Tuesday, September 11, 2012

The Words

Building on yesterday's post on how amazing it is to turn a phrase just slightly and make a huge difference in some one's life, I bring you my review of the currently playing movie The Words.

Let me pause for just a moment and allow you to inhale the name of the actor playing the main character: Bradley Cooper.  Go ahead and click;  you know you want to.

Roll his name over your tongue like a 50-year-old Merlot.  Savor it like a good chocolate.  Find your fainting couch and fall onto it.
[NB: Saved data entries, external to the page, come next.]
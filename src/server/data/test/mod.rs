mod book;
mod category;
mod episode;
mod favorite;
mod statistics;
mod user;
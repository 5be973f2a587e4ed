use axum::{
    extract::State,
    http::{HeaderMap, StatusCode},
    response::IntoResponse,
    Json,
};
use validator::Validate;

use crate::{
    model::{
        api::ErrorDto,
        iap::{VerifyAndroidReceiptDto, VerifyReceiptResponseDto},
    },
    server::{
        error::AppError,
        middleware::auth::AuthGuard,
        model::iap::VerifyAndroidReceiptParams,
        service::iap::IapService,
        state::AppState,
    },
};

/// Tag for grouping in-app purchase endpoints in OpenAPI documentation
pub static IAP_TAG: &str = "iap";

/// Verify a Google Play subscription purchase and record it for the caller.
///
/// # Returns
/// - `200 OK` - Receipt verified and stored
/// - `400 Bad Request` - Missing purchase fields
/// - `502 Bad Gateway` - Google Play rejected the receipt
/// - `503 Service Unavailable` - Google Play credentials not configured
#[utoipa::path(
    post,
    path = "/api/iap/verify-receipt/android",
    tag = IAP_TAG,
    security(("bearer" = [])),
    request_body = VerifyAndroidReceiptDto,
    responses(
        (status = 200, description = "Receipt verified", body = VerifyReceiptResponseDto),
        (status = 400, description = "Invalid receipt data", body = ErrorDto),
        (status = 401, description = "Not authenticated", body = ErrorDto),
        (status = 502, description = "Failed to verify receipt", body = ErrorDto),
        (status = 503, description = "Verification not configured", body = ErrorDto),
        (status = 500, description = "Internal server error", body = ErrorDto)
    ),
)]
pub async fn verify_android_receipt(
    State(state): State<AppState>,
    headers: HeaderMap,
    Json(payload): Json<VerifyAndroidReceiptDto>,
) -> Result<impl IntoResponse, AppError> {
    let user = AuthGuard::new(&state.db, &state.tokens, &headers)
        .require(&[])
        .await?;

    payload.validate()?;

    let transaction = IapService::new(&state.db, state.play_store.as_deref())
        .verify_android_receipt(VerifyAndroidReceiptParams::from_dto(user.id, payload))
        .await?;

    Ok((
        StatusCode::OK,
        Json(VerifyReceiptResponseDto {
            success: true,
            message: "Receipt verified".to_string(),
            data: transaction.into_dto(),
        }),
    ))
}
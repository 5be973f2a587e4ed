//! Podcast Test Utils
//!
//! Shared helpers for building database-backed tests. A `TestBuilder` configures an in-memory
//! SQLite database with the tables a test needs, and the `factory` module inserts rows with
//! sensible defaults.
//!
//! ```rust,ignore
//! use test_utils::builder::TestBuilder;
//! use entity::prelude::Category;
//!
//! #[tokio::test]
//! async fn lists_categories() -> Result<(), TestError> {
//!     let test = TestBuilder::new().with_table(Category).build().await?;
//!     let db = test.db.as_ref().unwrap();
//!     // ...
//!     Ok(())
//! }
//! ```

pub mod builder;
pub mod context;
pub mod error;
pub mod factory;
use sea_orm::entity::prelude::*;

#[derive(Clone, Debug, PartialEq, Eq, DeriveEntityModel)]
#[sea_orm(table_name = "google_play_transaction")]
pub struct Model {
    #[sea_orm(primary_key)]
    pub id: i32,
    pub user_id: i32,
    pub package_name: String,
    pub product_id: String,
    #[sea_orm(column_type = "Text")]
    pub purchase_token: String,
    pub start_time_millis: Option<String>,
    pub expiry_time_millis: Option<String>,
    pub auto_renewing: Option<String>,
    pub price_currency_code: Option<String>,
    pub price_amount_micros: Option<String>,
    pub country_code: Option<String>,
    pub developer_payload: Option<String>,
    pub cancel_reason: Option<String>,
    pub user_cancellation_time_millis: Option<String>,
    pub order_id: Option<String>,
    pub purchase_type: Option<String>,
    pub acknowledgement_state: Option<String>,
    pub kind: Option<String>,
    pub is_deleted: bool,
    pub created_at: DateTimeUtc,
}

#[derive(Copy, Clone, Debug, EnumIter, DeriveRelation)]
pub enum Relation {
    #[sea_orm(
        belongs_to = "super::user::Entity",
        from = "Column::UserId",
        to = "super::user::Column::Id",
        on_update = "Cascade",
        on_delete = "Cascade"
    )]
    User,
}

impl Related<super::user::Entity> for Entity {
    fn to() -> RelationDef {
        Relation::User.def()
    }
}

impl ActiveModelBehavior for ActiveModel {}
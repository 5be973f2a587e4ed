use super::*;

/// Tests that only the requesting user's favorites within the given ids are reported.
///
/// Expected: Ok with the intersection
#[tokio::test]
async fn intersects_with_user_favorites() -> Result<(), DbErr> {
    let test = TestBuilder::new().with_all_tables().build().await.unwrap();
    let db = test.db.as_ref().unwrap();

    let user = factory::create_user(db).await?;
    let other = factory::create_user(db).await?;
    let (_, _, chapter, first) = factory::helpers::create_episode_with_dependencies(db).await?;
    let second = factory::create_episode(db, chapter.id).await?;
    let third = factory::create_episode(db, chapter.id).await?;

    factory::create_favorite(db, user.id, first.id).await?;
    factory::create_favorite(db, user.id, third.id).await?;
    factory::create_favorite(db, other.id, second.id).await?;

    let favorited = FavoriteRepository::new(db)
        .get_favorited_among(user.id, &[first.id, second.id])
        .await?;

    assert_eq!(favorited.len(), 1);
    assert!(favorited.contains(&first.id));

    Ok(())
}

#[tokio::test]
async fn empty_ids_short_circuit() -> Result<(), DbErr> {
    let test = TestBuilder::new().with_all_tables().build().await.unwrap();
    let db = test.db.as_ref().unwrap();

    let favorited = FavoriteRepository::new(db)
        .get_favorited_among(1, &[])
        .await?;

    assert!(favorited.is_empty());

    Ok(())
}
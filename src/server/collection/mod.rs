//! Generic filtering, sorting and pagination for list endpoints.
//!
//! A resource describes its exposed columns with [`CollectionProperties`]. Controllers accept a
//! [`CollectionQuery`] from the query string, services turn it into a [`ParsedQuery`] (which
//! is where malformed input is rejected), and repositories execute it with [`collect`].

pub mod filter;
pub mod property;
pub mod sorter;

use sea_orm::{
    Condition, DatabaseConnection, DbErr, EntityTrait, Order, PaginatorTrait, QueryFilter,
    QueryOrder, Select,
};
use serde::Deserialize;
use utoipa::IntoParams;

use crate::{
    model::api::{CollectionDto, PaginationDto},
    server::error::collection::CollectionError,
};

pub use property::{CollectionProperties, Field, FieldKind};

pub const DEFAULT_LIMIT: u64 = 10;
pub const MAX_LIMIT: u64 = 100;

/// Query string accepted by every collection endpoint.
#[derive(Deserialize, IntoParams, Debug, Default)]
#[into_params(parameter_in = Query)]
pub struct CollectionQuery {
    /// JSON object, e.g. `{"name":{"$contains":"war"},"is_premium":false}`
    pub filter: Option<String>,
    /// Comma separated fields, `-` prefix for descending, e.g. `-created_at,name`
    pub sort: Option<String>,
    /// Zero-based page number (default 0)
    #[serde(default)]
    pub page: u64,
    /// Items per page, 1 to 100 (default 10)
    #[serde(default = "default_limit")]
    pub limit: u64,
}

fn default_limit() -> u64 {
    DEFAULT_LIMIT
}

impl CollectionQuery {
    /// Validates and parses the query against `P`'s fields.
    pub fn parse<P: CollectionProperties>(
        &self,
    ) -> Result<ParsedQuery<<P::Entity as EntityTrait>::Column>, CollectionError> {
        validate_limit(self.limit)?;
        validate_page(self.page, self.limit)?;

        let condition = match self.filter.as_deref().map(str::trim) {
            Some(raw) if !raw.is_empty() => filter::parse_filter::<P>(raw)?,
            _ => Condition::all(),
        };

        Ok(ParsedQuery {
            condition,
            order: sorter::parse_sort::<P>(self.sort.as_deref())?,
            page: self.page,
            limit: self.limit,
        })
    }
}

pub fn validate_limit(limit: u64) -> Result<(), CollectionError> {
    if limit == 0 || limit > MAX_LIMIT {
        return Err(CollectionError::InvalidLimit {
            limit,
            max: MAX_LIMIT,
        });
    }
    Ok(())
}

/// Rejects pages whose row offset does not fit a signed 64-bit SQL `OFFSET`.
pub fn validate_page(page: u64, limit: u64) -> Result<(), CollectionError> {
    match page.checked_mul(limit) {
        Some(offset) if i64::try_from(offset).is_ok() => Ok(()),
        _ => Err(CollectionError::InvalidPage { page, limit }),
    }
}

/// A validated collection query ready to run against the database.
pub struct ParsedQuery<C> {
    pub condition: Condition,
    pub order: Vec<(C, Order)>,
    pub page: u64,
    pub limit: u64,
}

/// One page of results with the total match count.
#[derive(Debug)]
pub struct Collection<T> {
    pub items: Vec<T>,
    pub total: u64,
    pub page: u64,
    pub limit: u64,
}

impl<T> Collection<T> {
    pub fn map<U>(self, f: impl FnMut(T) -> U) -> Collection<U> {
        Collection {
            items: self.items.into_iter().map(f).collect(),
            total: self.total,
            page: self.page,
            limit: self.limit,
        }
    }

    /// Like `map` for fallible conversions; fails on the first error.
    pub fn try_map<U, E>(self, f: impl FnMut(T) -> Result<U, E>) -> Result<Collection<U>, E> {
        Ok(Collection {
            items: self.items.into_iter().map(f).collect::<Result<_, _>>()?,
            total: self.total,
            page: self.page,
            limit: self.limit,
        })
    }

    pub fn total_pages(&self) -> u64 {
        if self.limit == 0 {
            0
        } else {
            self.total.div_ceil(self.limit)
        }
    }

    pub fn into_dto<D>(self, f: impl FnMut(T) -> D) -> CollectionDto<D> {
        let total_pages = self.total_pages();
        let pagination = PaginationDto {
            total: self.total,
            page: self.page,
            limit: self.limit,
            total_pages,
            next: self.page.checked_add(1).filter(|next| *next < total_pages),
            prev: (self.page > 0).then(|| self.page - 1),
        };

        CollectionDto {
            data: self.items.into_iter().map(f).collect(),
            pagination,
        }
    }
}

/// Applies a parsed query to `select` and fetches the requested page.
pub async fn collect<E>(
    db: &DatabaseConnection,
    select: Select<E>,
    query: ParsedQuery<E::Column>,
) -> Result<Collection<E::Model>, DbErr>
where
    E: EntityTrait,
    E::Model: Sync,
{
    let mut select = select.filter(query.condition);
    for (column, order) in query.order {
        select = select.order_by(column, order);
    }

    paginate(db, select, query.page, query.limit).await
}

/// Fetches one zero-based page of an already filtered and ordered query.
pub async fn paginate<E>(
    db: &DatabaseConnection,
    select: Select<E>,
    page: u64,
    limit: u64,
) -> Result<Collection<E::Model>, DbErr>
where
    E: EntityTrait,
    E::Model: Sync,
{
    let paginator = select.paginate(db, limit);
    let total = paginator.num_items().await?;
    let items = paginator.fetch_page(page).await?;

    Ok(Collection {
        items,
        total,
        page,
        limit,
    })
}

#[cfg(test)]
mod tests {
    use super::*;

    fn collection(total: u64, page: u64, limit: u64) -> Collection<u8> {
        Collection {
            items: Vec::new(),
            total,
            page,
            limit,
        }
    }

    #[test]
    fn pagination_links() {
        let first = collection(25, 0, 10).into_dto(|i| i);
        assert_eq!(first.pagination.total_pages, 3);
        assert_eq!(first.pagination.next, Some(1));
        assert_eq!(first.pagination.prev, None);

        let last = collection(25, 2, 10).into_dto(|i| i);
        assert_eq!(last.pagination.next, None);
        assert_eq!(last.pagination.prev, Some(1));

        let empty = collection(0, 0, 10).into_dto(|i| i);
        assert_eq!(empty.pagination.total_pages, 0);
        assert_eq!(empty.pagination.next, None);
    }

    #[test]
    fn limit_bounds() {
        assert!(validate_limit(0).is_err());
        assert!(validate_limit(1).is_ok());
        assert!(validate_limit(MAX_LIMIT).is_ok());
        assert!(validate_limit(MAX_LIMIT + 1).is_err());
    }

    #[test]
    fn page_offset_bounds() {
        assert!(validate_page(0, MAX_LIMIT).is_ok());
        assert!(validate_page(1_000_000, MAX_LIMIT).is_ok());
        assert_eq!(
            validate_page(u64::MAX, 10),
            Err(CollectionError::InvalidPage {
                page: u64::MAX,
                limit: 10
            })
        );
        assert!(validate_page(u64::MAX / 10, 10).is_err());
    }

    #[test]
    fn parse_rejects_overflowing_page() {
        use crate::server::model::category::CategoryProperties;

        let query = CollectionQuery {
            page: u64::MAX,
            limit: 10,
            ..Default::default()
        };

        assert!(matches!(
            query.parse::<CategoryProperties>(),
            Err(CollectionError::InvalidPage { .. })
        ));
    }

    #[test]
    fn last_possible_page_has_no_next() {
        let dto = collection(u64::MAX, u64::MAX, 1).into_dto(|i| i);
        assert_eq!(dto.pagination.next, None);
        assert_eq!(dto.pagination.prev, Some(u64::MAX - 1));
    }
}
Now that we've gotten that out of the way, let me tell you that this movie was impeccably acted.  Spot-on performances throughout.  Above all the performances, though, stood Jeremy Irons, all English-speak and down-on-his-luck but full of just enough controlled anger to make us wonder if he was on the brink of doing something rash in the wake of betrayal.

I am a sucker for multiple story lines being woven together like a crocheted blanket that seems to have no true beginning or end.  Story lines that seemingly started somewhere in time and will end, eventually, but not necessarily, with the end of the movie.  In other words, I like a cliffhanger that seems to start by falling out of the sky.  And, if you add flash backs and flash forwards, I am totally engrossed.
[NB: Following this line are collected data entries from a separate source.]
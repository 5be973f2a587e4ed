//! Speech-to-text for episode audio.
//!
//! [`Transcriber`] is the seam to the speech-to-text provider; [`assemblyai::AssemblyAiClient`]
//! is the production implementation. The service is only available when a provider is
//! configured.

pub mod assemblyai;
pub mod lyrics;

use async_trait::async_trait;
use sea_orm::DatabaseConnection;
use url::Url;

use crate::server::{
    data::episode::EpisodeRepository,
    error::AppError,
    model::episode::{Episode, LyricLine},
};

/// A word with its position in the audio, in milliseconds.
#[derive(Debug, Clone, PartialEq)]
pub struct TimedWord {
    pub text: String,
    pub start_ms: u64,
    pub end_ms: u64,
}

#[derive(Debug, Clone, PartialEq, Default)]
pub struct Transcript {
    pub text: String,
    pub words: Vec<TimedWord>,
}

#[async_trait]
pub trait Transcriber: Send + Sync {
    /// Transcribes the audio at `audio_url`, waiting for the result.
    async fn transcribe(&self, audio_url: &str) -> Result<Transcript, AppError>;
}

pub struct TranscriptionService<'a> {
    db: &'a DatabaseConnection,
    transcriber: Option<&'a dyn Transcriber>,
}

impl<'a> TranscriptionService<'a> {
    pub fn new(db: &'a DatabaseConnection, transcriber: Option<&'a dyn Transcriber>) -> Self {
        Self { db, transcriber }
    }

    /// Transcribes an episode's audio and stores the text in its `content`.
    ///
    /// # Returns
    /// - `Ok(Some(Episode))` - The episode with its new transcript
    /// - `Ok(None)` - The episode doesn't exist
    /// - `Err(AppError::BadRequest)` - The episode has no audio url
    /// - `Err(AppError::Unavailable)` - No transcription provider configured
    /// - `Err(AppError::Upstream)` - The provider failed
    pub async fn transcribe_episode(&self, id: i32) -> Result<Option<Episode>, AppError> {
        let repo = EpisodeRepository::new(self.db);

        let Some(episode) = repo.get_by_id(id).await? else {
            return Ok(None);
        };

        let audio_url = episode
            .url
            .as_deref()
            .filter(|url| !url.trim().is_empty())
            .ok_or_else(|| AppError::BadRequest("Episode has no audio url".to_string()))?;

        let transcript = self.transcriber()?.transcribe(audio_url).await?;

        tracing::info!(
            episode_id = id,
            words = transcript.words.len(),
            "Episode transcribed"
        );

        Ok(repo.set_content(id, transcript.text).await?)
    }

    /// Transcribes arbitrary audio into timed lyric lines.
    ///
    /// # Returns
    /// - `Ok(Vec<LyricLine>)` - Lines in playback order
    /// - `Err(AppError::BadRequest)` - `audio_url` is not an http(s) URL
    pub async fn lyrics(&self, audio_url: &str) -> Result<Vec<LyricLine>, AppError> {
        let url = Url::parse(audio_url)
            .map_err(|e| AppError::BadRequest(format!("Invalid audio url: {}", e)))?;
        if !matches!(url.scheme(), "http" | "https") {
            return Err(AppError::BadRequest(
                "Audio url must use http or https".to_string(),
            ));
        }

        let transcript = self.transcriber()?.transcribe(url.as_str()).await?;

        Ok(lyrics::format_lyrics(&transcript.words))
    }

    fn transcriber(&self) -> Result<&'a dyn Transcriber, AppError> {
        self.transcriber
            .ok_or_else(|| AppError::Unavailable("Transcription is not configured".to_string()))
    }
}

#[cfg(test)]
mod tests {
    use super::*;
    use test_utils::{builder::TestBuilder, factory};

    struct FixedTranscriber;

    #[async_trait]
    impl Transcriber for FixedTranscriber {
        async fn transcribe(&self, _audio_url: &str) -> Result<Transcript, AppError> {
            Ok(Transcript {
                text: "Hello there. Bye.".to_string(),
                words: vec![
                    TimedWord {
                        text: "Hello".to_string(),
                        start_ms: 0,
                        end_ms: 400,
                    },
                    TimedWord {
                        text: "there.".to_string(),
                        start_ms: 400,
                        end_ms: 900,
                    },
                    TimedWord {
                        text: "Bye.".to_string(),
                        start_ms: 1200,
                        end_ms: 1500,
                    },
                ],
            })
        }
    }

    /// Tests the transcript text is stored on the episode.
    #[tokio::test]
    async fn stores_transcript_in_content() {
        let test = TestBuilder::new().with_content_tables().build().await.unwrap();
        let db = test.db.as_ref().unwrap();
        let (_, _, chapter, _) = factory::helpers::create_episode_with_dependencies(db)
            .await
            .unwrap();
        let episode = factory::episode::EpisodeFactory::new(db, chapter.id)
            .url("https://cdn.example.com/a.mp3")
            .build()
            .await
            .unwrap();

        let transcriber = FixedTranscriber;
        let updated = TranscriptionService::new(db, Some(&transcriber))
            .transcribe_episode(episode.id)
            .await
            .unwrap()
            .unwrap();

        assert_eq!(updated.content.as_deref(), Some("Hello there. Bye."));
    }

    /// Tests an episode without audio cannot be transcribed.
    #[tokio::test]
    async fn episode_without_url_is_bad_request() {
        let test = TestBuilder::new().with_content_tables().build().await.unwrap();
        let db = test.db.as_ref().unwrap();
        let (_, _, chapter, _) = factory::helpers::create_episode_with_dependencies(db)
            .await
            .unwrap();
        let episode = factory::episode::EpisodeFactory::new(db, chapter.id)
            .build()
            .await
            .unwrap();

        let transcriber = FixedTranscriber;
        let result = TranscriptionService::new(db, Some(&transcriber))
            .transcribe_episode(episode.id)
            .await;

        assert!(matches!(result, Err(AppError::BadRequest(_))));
    }

    /// Tests missing episodes and missing providers.
    #[tokio::test]
    async fn missing_episode_and_provider() {
        let test = TestBuilder::new().with_content_tables().build().await.unwrap();
        let db = test.db.as_ref().unwrap();

        let transcriber = FixedTranscriber;
        let missing = TranscriptionService::new(db, Some(&transcriber))
            .transcribe_episode(999)
            .await
            .unwrap();
        assert!(missing.is_none());

        let unconfigured = TranscriptionService::new(db, None)
            .lyrics("https://cdn.example.com/a.mp3")
            .await;
        assert!(matches!(unconfigured, Err(AppError::Unavailable(_))));
    }

    /// Tests lyrics are split at sentence ends and only http(s) urls are accepted.
    #[tokio::test]
    async fn lyrics_from_url() {
        let test = TestBuilder::new().build().await.unwrap();
        let db = test.db.as_ref().unwrap();
        let transcriber = FixedTranscriber;
        let service = TranscriptionService::new(db, Some(&transcriber));

        let lines = service
            .lyrics("https://cdn.example.com/a.mp3")
            .await
            .unwrap();
        assert_eq!(
            lines,
            vec![
                LyricLine {
                    start_ms: 0,
                    end_ms: 900,
                    text: "Hello there.".to_string(),
                },
                LyricLine {
                    start_ms: 1200,
                    end_ms: 1500,
                    text: "Bye.".to_string(),
                },
            ]
        );

        assert!(matches!(
            service.lyrics("ftp://cdn.example.com/a.mp3").await,
            Err(AppError::BadRequest(_))
        ));
        assert!(matches!(
            service.lyrics("not a url").await,
            Err(AppError::BadRequest(_))
        ));
    }
}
This movie did all that.  (Crash had a similar feel, as did Momento, though this movie isn't nearly as convoluted or difficult to follow.  The Words has a simpler feel, yet with all the roller coaster ups-and-downs of these other two.)

For the better part of the first half, I thought I had figured out the relationship between the story lines.  Then, I discovered, that I hadn't had a clue.  Then, as the story ended, I THOUGHT it ended neatly enough.  But, then I realized it was a sloppy kind of neat, one that would leave a viewer with an interpretation not exactly like the other people in the audience might have.

And, I am digging that very fact, not knowing what other people might add to the conversation, if we discuss this movie.  Good works of art do this:  make people enter into lively debate about the who and what and what for.

As for story line, this movie examines several important themes, including honesty, loss, devotion, faithfulness, tough love, forgiveness and choices.  There are few judgments made by the writers;  the hard work of thinking through, especially, honesty and forgiveness, is left to the viewer.

I thoroughly enjoyed this movie.  It is one I will look forward to seeing again when it comes out on video, so Mike can watch and give his two-cents-worth.

Two pinkies up.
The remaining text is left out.